Je me suis dit « oulah, il ne faut pas qu’on fasse ça en public »
Pour Nora* et son mari, le baby talk est synonyme de douceur, mais aussi de soin apporté à sa moitié. « Quand je lui demande un service, disons, de me faire un jus d’orange pressé le matin, je lui dis “est-ce que je peux être ta princesse ? Est-ce que je peux avoir du jus d’orange ?” avec une toute petite voix et des intonations enfantines, ça passe mieux. » Le terme « princesse » est d’ailleurs devenu un code pour le couple : si l’un des deux a passé une journée difficile, il ou elle aura droit à une « soirée de princesse » où l’autre prendra tout en charge.
Pendant longtemps, ils ont utilisé cette manière de se parler sans s’en rendre compte. Jusqu’au jour où, sans y faire attention, ils ont utilisé ces petites voix en famille. « Il y avait mes parents et d’un seul coup, j’ai réalisé ce qu’on faisait et je me suis dit “Oulah, il ne faut pas qu’on fasse ça en public”. » D’ailleurs, la plupart des personnes interrogées jugent le baby talk comme un peu honteux. « Je ne le fais pas du tout devant des gens, précise Béa. Je crois que je suis un peu embarrassée d’être comme ça ».
La seule exception est Élodie*, qui n’y voit rien de mal. « Quand on passe du temps avec ses proches, c’est normal d’assister parfois à des moments un peu plus intimes… Sans en faire des tonnes, je préfère faire partie des couples qui se parlent avec une voix toute douce plutôt que de ceux qui s’engueulent devant les autres tout le temps. »
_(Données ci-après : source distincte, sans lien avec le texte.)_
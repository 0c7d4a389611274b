//! Gmail sweep
//!
//! A command-line utility that searches a Gmail mailbox with one or more
//! queries and, after the operator confirms, trashes or permanently
//! deletes every match.
//!
//! # Overview
//!
//! - **Authentication**: OAuth2 with an on-disk token cache; the first run
//!   walks through an interactive authorization-code exchange at the
//!   console
//! - **Search**: paginated listing per query with a detail fetch per
//!   message, reporting subject and date as matches are found
//! - **Confirmation**: explicit yes/no gate before anything is touched
//! - **Mutation**: one trash or delete call per confirmed match, in
//!   encounter order, stopping at the first failure
//!
//! # Module Organization
//!
//! - [`auth`] - OAuth2 authentication and Gmail API initialization
//! - [`cli`] - Command-line interface
//! - [`client`] - Gmail API client behind the [`client::MailClient`] trait
//! - [`confirm`] - Confirmation gate
//! - [`error`] - Error types and result alias
//! - [`models`] - Core data structures
//! - [`mutation`] - Bulk trash/delete execution
//! - [`search`] - Paginated search and collection
//! - [`token_store`] - Token cache file handling

pub mod auth;
pub mod cli;
pub mod client;
pub mod confirm;
pub mod error;
pub mod models;
pub mod mutation;
pub mod search;
pub mod token_store;

// Re-export commonly used types for convenience
pub use error::{Result, SweepError};

// Core data models
pub use models::{MessageDetail, MessageHeader, MessagePage, MessageRecord, MutationMode};

// Client trait and production implementation
pub use client::{GmailApiClient, MailClient};

// Pipeline stages
pub use mutation::MutationExecutor;
pub use search::SearchEngine;

// Token cache
pub use token_store::{CacheState, TokenStore};

// CLI types (for binary usage)
pub use cli::Cli;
Une intimité qui peut mettre les autres mal à l’aise
Si la majorité des interrogés évite de montrer cet aspect de leur vie de couple en public, c’est aussi parce qu’assister aux mimiques amoureuses de leurs amis ou de leur famille n’a rien de confortable pour eux. Benoît est catégorique : « Quand les gens vont trop loin et prennent des voix trop niaises comme s’ils avaient 4 ans et demi en public, ça peut me dégoûter un peu. »
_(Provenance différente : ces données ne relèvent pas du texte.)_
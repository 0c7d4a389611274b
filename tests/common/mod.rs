//! Common test utilities and fixtures

use gmail_sweep::client::MailClient;
use gmail_sweep::error::Result;
use gmail_sweep::models::{MessageDetail, MessageHeader, MessagePage, MessageRecord};
use mockall::mock;

/// One page of list results
pub fn page(ids: &[&str], next_page_token: Option<&str>) -> MessagePage {
    MessagePage {
        ids: ids.iter().map(|s| s.to_string()).collect(),
        next_page_token: next_page_token.map(|s| s.to_string()),
    }
}

/// Detail response with the usual Date-before-Subject header order
pub fn detail(id: &str, subject: &str, date: &str) -> MessageDetail {
    MessageDetail {
        id: id.to_string(),
        headers: vec![
            MessageHeader {
                name: "Date".to_string(),
                value: date.to_string(),
            },
            MessageHeader {
                name: "Subject".to_string(),
                value: subject.to_string(),
            },
        ],
    }
}

/// The record the search pipeline builds from [`detail`]
pub fn record(id: &str, subject: &str, date: &str) -> MessageRecord {
    MessageRecord {
        id: id.to_string(),
        subject: subject.to_string(),
        date: date.to_string(),
    }
}

// Mock implementation of MailClient for testing
mock! {
    pub MailClient {}

    #[async_trait::async_trait]
    impl MailClient for MailClient {
        async fn list_messages(&self, query: &str, page_token: Option<String>) -> Result<MessagePage>;
        async fn get_message(&self, id: &str) -> Result<MessageDetail>;
        async fn trash_message(&self, id: &str) -> Result<()>;
        async fn delete_message(&self, id: &str) -> Result<()>;
    }
}

#[cfg(test)]
mod tests {
    use super::*;

    #[test]
    fn test_page_fixture() {
        let p = page(&["1", "2"], Some("tok"));
        assert_eq!(p.ids, vec!["1", "2"]);
        assert_eq!(p.next_page_token.as_deref(), Some("tok"));

        let last = page(&[], None);
        assert!(last.ids.is_empty());
        assert!(last.next_page_token.is_none());
    }

    #[test]
    fn test_detail_fixture_header_order() {
        let d = detail("1", "Hi", "D1");
        assert_eq!(d.headers[0].name, "Date");
        assert_eq!(d.headers[1].name, "Subject");
    }
}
Nora*, elle, trouve ça plutôt mignon chez ses amis. Chez sa famille en revanche, elle est un peu plus gênée. « Quand je vois ma sœur le faire avec sa copine, je sens que c’est un peu intime, j’ai presque envie de leur dire “faites ça entre vous”. »
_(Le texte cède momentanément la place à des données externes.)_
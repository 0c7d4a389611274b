//! Gmail API client behind the provider capability boundary

use async_trait::async_trait;

use crate::auth::{GmailHub, MAIL_SCOPE};
use crate::error::Result;
use crate::models::{MessageDetail, MessageHeader, MessagePage};

/// Page size for list requests
const PAGE_SIZE: u32 = 100;

/// The four provider operations the pipeline depends on, kept behind a
/// trait so the core can be driven by a stand-in without network access.
#[async_trait]
pub trait MailClient: Send + Sync {
    /// List one page of message ids matching a query
    async fn list_messages(&self, query: &str, page_token: Option<String>)
        -> Result<MessagePage>;

    /// Fetch the headers of a single message
    async fn get_message(&self, id: &str) -> Result<MessageDetail>;

    /// Move a message to the trash
    async fn trash_message(&self, id: &str) -> Result<()>;

    /// Permanently delete a message
    async fn delete_message(&self, id: &str) -> Result<()>;
}

/// Production client backed by the Gmail API hub.
///
/// Calls are issued one at a time by the pipeline; errors convert
/// uniformly to [`crate::error::SweepError::ApiError`] with no retry and
/// no transient/permanent distinction.
pub struct GmailApiClient {
    hub: GmailHub,
}

impl GmailApiClient {
    pub fn new(hub: GmailHub) -> Self {
        Self { hub }
    }
}

#[async_trait]
impl MailClient for GmailApiClient {
    async fn list_messages(
        &self,
        query: &str,
        page_token: Option<String>,
    ) -> Result<MessagePage> {
        let mut call = self
            .hub
            .users()
            .messages_list("me")
            .q(query)
            .max_results(PAGE_SIZE);

        if let Some(token) = page_token.as_deref() {
            call = call.page_token(token);
        }

        let (_, response) = call.add_scope(MAIL_SCOPE).doit().await?;

        // Entries without an id cannot be fetched or mutated; skip them so
        // every record downstream carries a non-empty id.
        let ids = response
            .messages
            .unwrap_or_default()
            .into_iter()
            .filter_map(|m| m.id)
            .collect();

        Ok(MessagePage {
            ids,
            next_page_token: response.next_page_token,
        })
    }

    async fn get_message(&self, id: &str) -> Result<MessageDetail> {
        let (_, msg) = self
            .hub
            .users()
            .messages_get("me", id)
            .format("metadata")
            .add_metadata_headers("Subject")
            .add_metadata_headers("Date")
            .add_scope(MAIL_SCOPE)
            .doit()
            .await?;

        let headers = msg
            .payload
            .and_then(|p| p.headers)
            .unwrap_or_default()
            .into_iter()
            .filter_map(|h| match (h.name, h.value) {
                (Some(name), Some(value)) => Some(MessageHeader { name, value }),
                _ => None,
            })
            .collect();

        Ok(MessageDetail {
            id: msg.id.unwrap_or_else(|| id.to_string()),
            headers,
        })
    }

    async fn trash_message(&self, id: &str) -> Result<()> {
        self.hub
            .users()
            .messages_trash("me", id)
            .add_scope(MAIL_SCOPE)
            .doit()
            .await?;

        Ok(())
    }

    async fn delete_message(&self, id: &str) -> Result<()> {
        self.hub
            .users()
            .messages_delete("me", id)
            .add_scope(MAIL_SCOPE)
            .doit()
            .await?;

        Ok(())
    }
}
Pour Anissa*, cela peut même poser problème quand elle passe du temps avec des couples d’amis. « Bien sûr que je le fais aussi parfois, soupire-t-elle. Mais quand je suis en week-end avec des potes - à qui je parle comme à des adultes -, leur petite voix de bébé, c’est la dernière chose que j’ai envie d’entendre. Ça me donne l’impression de me faire exclure et je n’ai qu’une envie, c’est de m’enfuir très loin. »
Un sentiment d’altérité qui semble logique puisque pour les interrogés, parler en baby talk est une manière de s’isoler dans « leur bulle », leur lieu de complicité exclusif. « Ça fait la distinction avec le reste du monde, on dit des choses que seule la personne en face peut comprendre », explique Benoît. Alexandra Vatimbella, thérapeute de couple et sexologue, le constate dans sa pratique et y voit « quelque chose qui montre qu’il y a un lien fort entre deux personnes, qui se font assez confiance pour se sentir “ridicule” l’une avec l’autre. C’est un signe de complicité, et dans des contextes particuliers de tendresse, ça peut être très bénéfique ».
Elle alerte toutefois sur l’utilisation exclusive du baby talk pour s’adresser à un partenaire, dont elle a pu constater certains effets néfastes en consultation. « Tout le monde est différent et il faut rester dans la nuance. Mais dans certains cas, cette familiarité peut devenir un frein à la sexualité dans le couple. Le baby talk est tendre, mais est-ce que c’est excitant ? Pour certaines personnes, à terme, cela peut devenir un blocage. » En amour comme en nutrition, le miel est donc recommandé avec modération.